2014-05-23 Thread Praveen R
You might use bin/shark-withdebug to find the exact issue for the failure.

That said, easiest way to get the cluster running, is to get rid of
dis-functional machine from spark cluster (remove it from slaves file).
Hope that helps.


On Thu, May 22, 2014 at 9:04 PM, Yana Kadiyska yana.kadiy...@gmail.comwrote:

 Hi, I am running into a pretty concerning issue with Shark (granted I'm
 running v. 0.8.1).

 I have a Spark slave node that has run out of disk space. When I try to
 start Shark it attempts to deploy the application to a directory on that
 node, fails and eventually gives up  (I see a Master Removed our
 application message in the shark server log).

 Is Spark supposed to be able to ignore a slave if something goes wrong for
 it (I realize that the slave probably appears alive enough)? I restarted
 the Spark master in hopes that it would detect that the slave is suffering
 but it doesn't seem to be the case.

 Any thoughts appreciated -- we'll monitor disk space but I'm a little
 worried that the cluster is not functional on account of a single slave.



Shark resilience to unusable slaves

2014-05-22 Thread Yana Kadiyska
Hi, I am running into a pretty concerning issue with Shark (granted I'm
running v. 0.8.1).

I have a Spark slave node that has run out of disk space. When I try to
start Shark it attempts to deploy the application to a directory on that
node, fails and eventually gives up  (I see a Master Removed our
application message in the shark server log).

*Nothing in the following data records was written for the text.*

//! End-to-end compression sessions against a fake encoder.
//!
//! The encoder is a shell script that emits progress lines and writes the
//! output file, so full sessions run without any real media tooling. Fake
//! ffmpeg/ffprobe stubs are placed on PATH for the dependency gate.

#![cfg(unix)]

use std::fs;
use std::path::{Path, PathBuf};
use std::sync::Arc;
use std::time::{Duration, Instant};

use mediapress::press_core::config::Config;
use mediapress::press_core::domain::{FileStatus, NewFile};
use mediapress::press_core::pipeline::SessionOutcome;
use mediapress::{Catalog, Pipeline};

fn write_executable(path: &Path, contents: &str) {
    use std::os::unix::fs::PermissionsExt;
    fs::write(path, contents).expect("write script");
    let mut perms = fs::metadata(path).expect("stat script").permissions();
    perms.set_mode(0o755);
    fs::set_permissions(path, perms).expect("chmod script");
}

/// Put stub ffmpeg/ffprobe binaries on PATH once so the dependency gate
/// passes without real media tooling installed.
fn install_fake_probe_tools() {
    static ONCE: std::sync::Once = std::sync::Once::new();
    ONCE.call_once(|| {
        let dir = std::env::temp_dir().join(format!("mediapress-fake-tools-{}", std::process::id()));
        fs::create_dir_all(&dir).expect("fake tool dir");
        write_executable(&dir.join("ffmpeg"), "#!/bin/sh\nexit 0\n");
        write_executable(&dir.join("ffprobe"), "#!/bin/sh\nexit 0\n");
        let path = std::env::var("PATH").unwrap_or_default();
        unsafe {
            std::env::set_var("PATH", format!("{}:{path}", dir.display()));
        }
    });
}

struct Fixture {
    _dir: tempfile::TempDir,
    catalog: Arc<Catalog>,
    pipeline: Pipeline,
    config: Config,
    media_file: PathBuf,
}

/// One pending 1 MiB media file plus a catalog and pipeline wired to the
/// given encoder script.
fn fixture(encoder_script: &str) -> Fixture {
    install_fake_probe_tools();

    let dir = tempfile::tempdir().expect("tempdir");
    let encoder = dir.path().join("encoder.sh");
    write_executable(&encoder, encoder_script);

    let media_dir = dir.path().join("media");
    fs::create_dir_all(&media_dir).expect("media dir");
    let media_file = media_dir.join("movie.mkv");
    fs::write(&media_file, vec![42u8; 1024 * 1024]).expect("write media");

    let temp_dir = dir.path().join("tmp");
    fs::create_dir_all(&temp_dir).expect("temp dir");

    let catalog = Arc::new(
        Catalog::open(
            &dir.path().join("catalog.db"),
            &dir.path().join("backup.db"),
            true,
        )
        .expect("open catalog"),
    );
    catalog
        .add_new_file(&NewFile {
            file_path: media_file.to_string_lossy().into_owned(),
            size: 1024 * 1024,
            checksum: "before".to_string(),
            status: FileStatus::Pending,
            priority: 0,
        })
        .expect("seed pending record");

    let mut config = Config::default();
    config.compression.encoder_path = encoder.to_string_lossy().into_owned();
    config.compression.content_aware = false;
    config.quality_validation.enabled = false;
    config.recovery.verify_files = false;
    config.temp_dir = temp_dir.to_string_lossy().into_owned();
    config.max_concurrent_jobs = 1;
    config.size_reduction_threshold = 0.2;

    let pipeline = Pipeline::new(catalog.clone());
    Fixture {
        _dir: dir,
        catalog,
        pipeline,
        config,
        media_file,
    }
}

const HALVING_ENCODER: &str = r#"#!/bin/sh
if [ "$1" = "--version" ]; then echo "FakeEncoder 1.0"; exit 0; fi
in="$2"
out="$4"
echo "Encoding: task 1 of 1, 50.0 % (ETA 0h0m05s)"
head -c 524288 "$in" > "$out"
"#;

const IDENTITY_ENCODER: &str = r#"#!/bin/sh
if [ "$1" = "--version" ]; then echo "FakeEncoder 1.0"; exit 0; fi
in="$2"
out="$4"
echo "Encoding: task 1 of 1, 50.0 %"
cat "$in" > "$out"
"#;

const SLOW_ENCODER: &str = r#"#!/bin/sh
if [ "$1" = "--version" ]; then echo "FakeEncoder 1.0"; exit 0; fi
i=0
while [ $i -lt 300 ]; do
  echo "Encoding: task 1 of 1, 20.0 %"
  sleep 0.2
  i=$((i+1))
done
"#;

#[test]
fn successful_session_replaces_file_and_completes_record() {
    let fx = fixture(HALVING_ENCODER);

    let outcome = fx.pipeline.process_queue(&fx.config, None, true);
    match outcome {
        SessionOutcome::Completed {
            files_processed,
            errors,
            total_original_size,
            total_compressed_size,
            ..
        } => {
            assert_eq!(files_processed, 1);
            assert_eq!(errors, 0);
            assert_eq!(total_original_size, 1024 * 1024);
            assert_eq!(total_compressed_size, 512 * 1024);
        }
        other => panic!("expected completed session, got {other:?}"),
    }

    // The replacement is the commit: the source file now holds the
    // compressed bytes.
    let on_disk = fs::metadata(&fx.media_file).expect("stat replaced file");
    assert_eq!(on_disk.len(), 512 * 1024);

    let row = fx
        .catalog
        .get_file_status(&fx.media_file.to_string_lossy())
        .expect("lookup")
        .expect("present");
    assert_eq!(row.status, FileStatus::Completed);
    assert_eq!(row.original_size, 1024 * 1024);
    assert_eq!(row.compressed_size, Some(512 * 1024));
    // The fingerprint was recomputed over the replaced file.
    assert_ne!(row.checksum, "before");

    let stats = fx.catalog.statistics().expect("stats");
    assert_eq!(stats.status_counts.get("completed"), Some(&1));
}

#[test]
fn insufficient_reduction_skips_and_keeps_original() {
    let fx = fixture(IDENTITY_ENCODER);

    let outcome = fx.pipeline.process_queue(&fx.config, None, true);
    match outcome {
        SessionOutcome::Completed {
            files_processed,
            errors,
            ..
        } => {
            assert_eq!(files_processed, 0);
            assert_eq!(errors, 0);
        }
        other => panic!("expected completed session, got {other:?}"),
    }

    // Source untouched on disk, record skipped with a composed reason.
    let on_disk = fs::metadata(&fx.media_file).expect("stat");
    assert_eq!(on_disk.len(), 1024 * 1024);

    let row = fx
        .catalog
        .get_file_status(&fx.media_file.to_string_lossy())
        .expect("lookup")
        .expect("present");
    assert_eq!(row.status, FileStatus::Skipped);

    // The temp output was deleted.
    let leftover: Vec<_> = fs::read_dir(Path::new(&fx.config.temp_dir))
        .expect("read temp dir")
        .collect();
    assert!(leftover.is_empty(), "temp dir not cleaned: {leftover:?}");

    let events = fx.catalog.recent_events(20).expect("events");
    assert!(events.iter().all(|e| e.event_type != "notification_error"));
}

#[test]
fn pause_parks_record_and_resume_requeues_it() {
    let fx = fixture(SLOW_ENCODER);

    let pipeline = fx.pipeline.clone();
    let config = fx.config.clone();
    let session = std::thread::spawn(move || pipeline.process_queue(&config, None, true));

    // Wait for the worker to pick the file up and start encoding.
    let key = fx.media_file.to_string_lossy().into_owned();
    let deadline = Instant::now() + Duration::from_secs(10);
    loop {
        let status = fx.pipeline.status(&fx.config);
        if status.active_jobs.iter().any(|j| j.progress >= 20.0) {
            break;
        }
        assert!(Instant::now() < deadline, "encoder never reported progress");
        std::thread::sleep(Duration::from_millis(50));
    }

    fx.pipeline.pause();

    // The encoder is terminated within about a second and the record parks
    // as paused.
    let deadline = Instant::now() + Duration::from_secs(10);
    loop {
        let row = fx
            .catalog
            .get_file_status(&key)
            .expect("lookup")
            .expect("present");
        if row.status == FileStatus::Paused {
            break;
        }
        assert!(Instant::now() < deadline, "record never reached paused");
        std::thread::sleep(Duration::from_millis(50));
    }

    // Temp output is removed on pause.
    let leftover: Vec<_> = fs::read_dir(Path::new(&fx.config.temp_dir))
        .expect("read temp dir")
        .collect();
    assert!(leftover.is_empty(), "temp dir not cleaned: {leftover:?}");

    // Resume returns the record to pending and lets the session drain.
    fx.pipeline.resume();
    let outcome = session.join().expect("session thread");
    assert!(matches!(outcome, SessionOutcome::Completed { .. }));

    let row = fx
        .catalog
        .get_file_status(&key)
        .expect("lookup")
        .expect("present");
    assert_eq!(row.status, FileStatus::Pending);
}

#[test]
fn stop_returns_record_to_pending_and_drains() {
    let fx = fixture(SLOW_ENCODER);

    let pipeline = fx.pipeline.clone();
    let config = fx.config.clone();
    let session = std::thread::spawn(move || pipeline.process_queue(&config, None, true));

    let deadline = Instant::now() + Duration::from_secs(10);
    loop {
        if !fx.pipeline.status(&fx.config).active_jobs.is_empty() {
            break;
        }
        assert!(Instant::now() < deadline, "worker never started");
        std::thread::sleep(Duration::from_millis(50));
    }

    fx.pipeline.stop();
    let outcome = session.join().expect("session thread");
    assert!(matches!(outcome, SessionOutcome::Completed { .. }));

    let row = fx
        .catalog
        .get_file_status(&fx.media_file.to_string_lossy())
        .expect("lookup")
        .expect("present");
    assert_eq!(row.status, FileStatus::Pending);
}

Is Spark supposed to be able to ignore a slave if something goes wrong for
it (I realize that the slave probably appears alive enough)? I restarted
the Spark master in hopes that it would detect that the slave is suffering
but it doesn't seem to be the case.

Any thoughts appreciated -- we'll monitor disk space but I'm a little
worried that the cluster is not functional on account of a single slave.